(Data excerpts Opens)

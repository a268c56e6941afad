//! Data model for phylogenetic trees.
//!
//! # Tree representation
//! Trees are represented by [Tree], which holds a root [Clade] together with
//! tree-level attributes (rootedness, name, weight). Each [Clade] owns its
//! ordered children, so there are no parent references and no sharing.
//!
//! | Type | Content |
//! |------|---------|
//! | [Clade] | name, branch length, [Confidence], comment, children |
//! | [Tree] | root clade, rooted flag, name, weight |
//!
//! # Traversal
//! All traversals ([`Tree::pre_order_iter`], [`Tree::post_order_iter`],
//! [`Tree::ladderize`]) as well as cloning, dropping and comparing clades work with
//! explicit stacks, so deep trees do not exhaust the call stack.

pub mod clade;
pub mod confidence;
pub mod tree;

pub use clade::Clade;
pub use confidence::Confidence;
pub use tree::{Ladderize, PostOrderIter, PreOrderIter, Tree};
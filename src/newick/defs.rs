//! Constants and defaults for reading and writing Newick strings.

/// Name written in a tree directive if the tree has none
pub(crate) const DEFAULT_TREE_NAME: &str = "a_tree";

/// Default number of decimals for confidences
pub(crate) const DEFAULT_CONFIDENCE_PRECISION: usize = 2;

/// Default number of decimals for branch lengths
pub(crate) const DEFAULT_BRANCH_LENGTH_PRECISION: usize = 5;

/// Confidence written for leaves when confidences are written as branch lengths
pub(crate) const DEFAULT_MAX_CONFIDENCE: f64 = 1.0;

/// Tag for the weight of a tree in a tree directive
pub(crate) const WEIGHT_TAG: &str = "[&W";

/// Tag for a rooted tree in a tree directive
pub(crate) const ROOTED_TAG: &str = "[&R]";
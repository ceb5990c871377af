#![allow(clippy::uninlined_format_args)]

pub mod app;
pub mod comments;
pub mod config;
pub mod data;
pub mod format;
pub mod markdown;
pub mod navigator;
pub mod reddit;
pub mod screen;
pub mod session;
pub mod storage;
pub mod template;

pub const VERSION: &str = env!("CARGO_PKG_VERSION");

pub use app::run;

(Data excerpts Closes)
(Data excerpts Opens)

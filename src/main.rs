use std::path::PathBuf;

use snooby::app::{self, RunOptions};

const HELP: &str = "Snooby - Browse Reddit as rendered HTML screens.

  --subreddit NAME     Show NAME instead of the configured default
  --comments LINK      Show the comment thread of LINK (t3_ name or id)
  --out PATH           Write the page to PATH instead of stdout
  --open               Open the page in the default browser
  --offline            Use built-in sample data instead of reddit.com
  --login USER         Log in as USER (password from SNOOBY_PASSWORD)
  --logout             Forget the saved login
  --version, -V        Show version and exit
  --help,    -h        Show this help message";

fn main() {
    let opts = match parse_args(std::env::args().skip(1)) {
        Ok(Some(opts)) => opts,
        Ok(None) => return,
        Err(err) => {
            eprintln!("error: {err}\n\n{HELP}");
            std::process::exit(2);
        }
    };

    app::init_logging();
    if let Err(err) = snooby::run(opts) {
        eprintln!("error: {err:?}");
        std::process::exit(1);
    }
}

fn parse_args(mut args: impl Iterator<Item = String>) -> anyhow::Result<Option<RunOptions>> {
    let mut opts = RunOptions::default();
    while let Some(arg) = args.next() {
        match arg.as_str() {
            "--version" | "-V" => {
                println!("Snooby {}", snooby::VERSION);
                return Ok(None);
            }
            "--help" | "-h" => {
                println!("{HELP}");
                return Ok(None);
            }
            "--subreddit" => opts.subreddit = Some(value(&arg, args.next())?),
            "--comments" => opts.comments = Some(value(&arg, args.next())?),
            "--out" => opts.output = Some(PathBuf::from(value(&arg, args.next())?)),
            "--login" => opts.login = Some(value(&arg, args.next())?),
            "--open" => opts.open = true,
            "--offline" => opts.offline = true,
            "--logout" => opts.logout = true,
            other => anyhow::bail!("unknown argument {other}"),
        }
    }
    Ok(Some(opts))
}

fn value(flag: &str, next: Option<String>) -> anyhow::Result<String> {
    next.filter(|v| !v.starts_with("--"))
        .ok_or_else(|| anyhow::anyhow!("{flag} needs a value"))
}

(Data excerpts Closes)
(Data excerpts Opens)

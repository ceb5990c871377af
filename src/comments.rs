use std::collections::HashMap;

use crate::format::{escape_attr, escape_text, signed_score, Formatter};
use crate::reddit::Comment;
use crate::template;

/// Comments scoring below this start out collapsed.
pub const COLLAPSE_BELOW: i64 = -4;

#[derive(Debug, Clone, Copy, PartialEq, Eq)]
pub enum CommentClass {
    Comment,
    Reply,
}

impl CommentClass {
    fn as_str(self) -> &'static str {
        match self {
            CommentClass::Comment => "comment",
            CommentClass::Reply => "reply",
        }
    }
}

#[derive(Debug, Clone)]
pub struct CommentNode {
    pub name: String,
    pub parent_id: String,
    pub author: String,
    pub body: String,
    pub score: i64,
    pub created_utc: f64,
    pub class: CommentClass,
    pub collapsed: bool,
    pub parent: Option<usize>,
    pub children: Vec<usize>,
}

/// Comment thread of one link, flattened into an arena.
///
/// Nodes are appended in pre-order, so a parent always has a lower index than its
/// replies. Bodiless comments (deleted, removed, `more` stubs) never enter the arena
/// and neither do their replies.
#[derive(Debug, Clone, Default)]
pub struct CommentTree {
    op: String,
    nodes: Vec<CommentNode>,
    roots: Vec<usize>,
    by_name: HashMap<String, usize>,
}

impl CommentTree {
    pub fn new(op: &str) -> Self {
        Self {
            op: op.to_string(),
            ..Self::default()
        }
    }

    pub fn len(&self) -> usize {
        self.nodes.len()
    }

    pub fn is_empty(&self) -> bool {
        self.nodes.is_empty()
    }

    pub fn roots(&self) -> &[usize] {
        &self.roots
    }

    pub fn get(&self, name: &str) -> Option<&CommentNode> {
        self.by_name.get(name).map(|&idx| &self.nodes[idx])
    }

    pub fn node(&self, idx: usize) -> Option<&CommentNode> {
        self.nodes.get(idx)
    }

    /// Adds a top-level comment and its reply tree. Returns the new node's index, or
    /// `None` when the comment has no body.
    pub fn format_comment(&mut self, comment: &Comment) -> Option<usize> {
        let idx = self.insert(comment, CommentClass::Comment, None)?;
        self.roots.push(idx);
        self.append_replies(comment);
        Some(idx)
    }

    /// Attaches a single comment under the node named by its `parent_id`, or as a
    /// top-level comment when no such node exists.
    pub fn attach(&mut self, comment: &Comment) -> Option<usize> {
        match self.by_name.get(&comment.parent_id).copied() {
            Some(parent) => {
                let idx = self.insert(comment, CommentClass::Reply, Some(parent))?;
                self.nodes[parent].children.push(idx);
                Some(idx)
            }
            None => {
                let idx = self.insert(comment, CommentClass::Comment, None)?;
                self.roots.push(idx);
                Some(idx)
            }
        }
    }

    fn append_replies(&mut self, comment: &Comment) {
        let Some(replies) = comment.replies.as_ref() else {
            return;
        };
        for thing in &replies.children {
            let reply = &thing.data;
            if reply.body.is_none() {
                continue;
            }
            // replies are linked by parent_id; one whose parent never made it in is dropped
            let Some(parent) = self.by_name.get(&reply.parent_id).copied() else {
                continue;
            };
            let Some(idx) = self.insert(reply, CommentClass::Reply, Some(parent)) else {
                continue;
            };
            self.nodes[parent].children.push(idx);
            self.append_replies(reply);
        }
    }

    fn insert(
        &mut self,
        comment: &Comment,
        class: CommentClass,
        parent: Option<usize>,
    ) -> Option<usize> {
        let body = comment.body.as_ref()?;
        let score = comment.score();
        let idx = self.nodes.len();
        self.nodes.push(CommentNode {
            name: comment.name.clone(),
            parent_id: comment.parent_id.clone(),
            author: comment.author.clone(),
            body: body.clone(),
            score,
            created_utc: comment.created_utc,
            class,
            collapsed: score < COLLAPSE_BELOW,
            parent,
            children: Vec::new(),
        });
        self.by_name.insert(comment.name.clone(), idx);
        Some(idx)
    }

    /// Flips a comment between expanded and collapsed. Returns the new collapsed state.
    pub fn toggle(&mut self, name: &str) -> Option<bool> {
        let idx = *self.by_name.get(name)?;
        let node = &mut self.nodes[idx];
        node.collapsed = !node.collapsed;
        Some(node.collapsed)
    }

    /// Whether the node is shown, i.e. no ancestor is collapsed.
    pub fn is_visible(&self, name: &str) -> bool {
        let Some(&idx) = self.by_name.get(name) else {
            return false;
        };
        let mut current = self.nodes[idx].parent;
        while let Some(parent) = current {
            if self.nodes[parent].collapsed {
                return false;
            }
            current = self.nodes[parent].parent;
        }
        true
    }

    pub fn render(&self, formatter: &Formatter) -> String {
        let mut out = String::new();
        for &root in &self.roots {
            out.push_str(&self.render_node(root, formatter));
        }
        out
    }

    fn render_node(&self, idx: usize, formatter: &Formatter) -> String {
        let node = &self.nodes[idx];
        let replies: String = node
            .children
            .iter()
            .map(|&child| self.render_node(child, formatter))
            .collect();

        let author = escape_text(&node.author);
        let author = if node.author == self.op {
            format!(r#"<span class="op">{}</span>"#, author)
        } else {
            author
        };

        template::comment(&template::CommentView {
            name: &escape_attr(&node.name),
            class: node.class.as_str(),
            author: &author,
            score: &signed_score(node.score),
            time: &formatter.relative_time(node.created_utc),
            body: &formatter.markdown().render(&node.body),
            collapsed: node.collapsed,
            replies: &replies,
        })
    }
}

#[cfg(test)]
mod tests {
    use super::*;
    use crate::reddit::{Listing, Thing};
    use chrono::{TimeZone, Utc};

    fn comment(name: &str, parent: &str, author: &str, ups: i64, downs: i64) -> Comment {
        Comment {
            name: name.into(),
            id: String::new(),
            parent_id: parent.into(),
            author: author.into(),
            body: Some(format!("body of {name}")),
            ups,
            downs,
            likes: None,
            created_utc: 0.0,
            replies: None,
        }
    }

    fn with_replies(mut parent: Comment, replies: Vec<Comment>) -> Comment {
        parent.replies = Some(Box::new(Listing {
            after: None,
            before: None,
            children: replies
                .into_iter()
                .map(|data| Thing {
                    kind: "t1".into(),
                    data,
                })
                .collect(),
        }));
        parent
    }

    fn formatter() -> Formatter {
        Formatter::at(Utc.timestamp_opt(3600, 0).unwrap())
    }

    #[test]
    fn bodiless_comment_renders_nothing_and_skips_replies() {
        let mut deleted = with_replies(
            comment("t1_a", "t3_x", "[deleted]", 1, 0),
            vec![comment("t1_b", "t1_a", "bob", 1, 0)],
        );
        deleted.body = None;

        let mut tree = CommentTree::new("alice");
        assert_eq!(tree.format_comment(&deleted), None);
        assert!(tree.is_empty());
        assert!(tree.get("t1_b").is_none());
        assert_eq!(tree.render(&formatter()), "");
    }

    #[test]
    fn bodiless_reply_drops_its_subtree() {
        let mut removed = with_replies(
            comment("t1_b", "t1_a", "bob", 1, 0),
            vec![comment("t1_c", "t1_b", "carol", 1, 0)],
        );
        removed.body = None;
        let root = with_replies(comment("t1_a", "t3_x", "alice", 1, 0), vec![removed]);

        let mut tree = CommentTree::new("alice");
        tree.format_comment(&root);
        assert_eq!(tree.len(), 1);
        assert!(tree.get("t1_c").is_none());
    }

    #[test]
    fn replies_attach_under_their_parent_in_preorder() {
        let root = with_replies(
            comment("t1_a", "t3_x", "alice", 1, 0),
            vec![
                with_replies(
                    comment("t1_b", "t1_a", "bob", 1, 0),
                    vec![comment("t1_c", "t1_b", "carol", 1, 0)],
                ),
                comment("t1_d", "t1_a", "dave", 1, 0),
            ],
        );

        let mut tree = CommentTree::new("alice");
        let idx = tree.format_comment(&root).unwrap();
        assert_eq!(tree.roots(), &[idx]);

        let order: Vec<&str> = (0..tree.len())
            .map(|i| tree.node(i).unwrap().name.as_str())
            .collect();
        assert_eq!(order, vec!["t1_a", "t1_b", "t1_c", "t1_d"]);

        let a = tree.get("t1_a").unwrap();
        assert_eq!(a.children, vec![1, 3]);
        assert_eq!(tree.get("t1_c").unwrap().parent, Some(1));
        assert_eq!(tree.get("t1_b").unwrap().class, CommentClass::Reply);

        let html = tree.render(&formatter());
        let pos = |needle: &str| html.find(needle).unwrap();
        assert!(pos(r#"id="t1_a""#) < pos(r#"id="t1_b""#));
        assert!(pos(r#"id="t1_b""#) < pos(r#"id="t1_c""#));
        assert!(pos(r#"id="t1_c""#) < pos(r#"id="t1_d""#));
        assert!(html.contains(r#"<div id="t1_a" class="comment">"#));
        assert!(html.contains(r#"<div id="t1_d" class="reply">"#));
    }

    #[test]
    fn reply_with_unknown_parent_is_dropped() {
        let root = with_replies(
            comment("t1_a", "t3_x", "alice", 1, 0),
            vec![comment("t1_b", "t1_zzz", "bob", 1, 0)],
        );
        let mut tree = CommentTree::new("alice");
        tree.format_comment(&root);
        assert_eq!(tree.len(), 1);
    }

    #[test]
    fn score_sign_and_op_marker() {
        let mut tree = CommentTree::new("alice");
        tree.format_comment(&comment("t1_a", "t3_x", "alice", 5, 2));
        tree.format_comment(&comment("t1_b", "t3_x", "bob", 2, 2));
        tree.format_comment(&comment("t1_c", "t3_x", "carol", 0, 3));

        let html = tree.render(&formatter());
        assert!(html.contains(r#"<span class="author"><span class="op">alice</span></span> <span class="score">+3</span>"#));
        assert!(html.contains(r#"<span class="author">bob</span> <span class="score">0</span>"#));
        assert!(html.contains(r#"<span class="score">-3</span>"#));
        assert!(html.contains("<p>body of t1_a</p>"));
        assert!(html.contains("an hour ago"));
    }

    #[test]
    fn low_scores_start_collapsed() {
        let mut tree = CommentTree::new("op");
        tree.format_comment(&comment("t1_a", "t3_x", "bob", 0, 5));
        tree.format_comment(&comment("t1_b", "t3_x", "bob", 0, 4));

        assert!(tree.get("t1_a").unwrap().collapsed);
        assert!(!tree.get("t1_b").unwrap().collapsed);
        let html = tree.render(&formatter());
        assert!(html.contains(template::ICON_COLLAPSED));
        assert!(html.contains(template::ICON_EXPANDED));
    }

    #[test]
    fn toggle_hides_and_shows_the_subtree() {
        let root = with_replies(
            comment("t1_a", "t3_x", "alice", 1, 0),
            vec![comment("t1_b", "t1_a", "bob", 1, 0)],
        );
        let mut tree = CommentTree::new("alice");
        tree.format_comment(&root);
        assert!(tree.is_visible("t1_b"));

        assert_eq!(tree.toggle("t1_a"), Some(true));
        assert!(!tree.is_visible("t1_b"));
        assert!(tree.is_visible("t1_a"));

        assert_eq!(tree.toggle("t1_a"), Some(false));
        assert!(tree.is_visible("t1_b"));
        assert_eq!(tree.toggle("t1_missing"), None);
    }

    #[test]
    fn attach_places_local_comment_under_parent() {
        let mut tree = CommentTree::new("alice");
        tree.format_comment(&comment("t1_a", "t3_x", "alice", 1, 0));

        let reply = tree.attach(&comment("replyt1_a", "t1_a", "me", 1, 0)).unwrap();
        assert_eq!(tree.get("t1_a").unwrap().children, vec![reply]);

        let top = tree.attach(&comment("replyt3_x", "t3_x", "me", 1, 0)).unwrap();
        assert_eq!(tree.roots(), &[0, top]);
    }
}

(Data excerpts Closes)

## Activity
Find every line in the records that has the string "decimals", then state how many there are and nothing else.

## Response for this exercise
2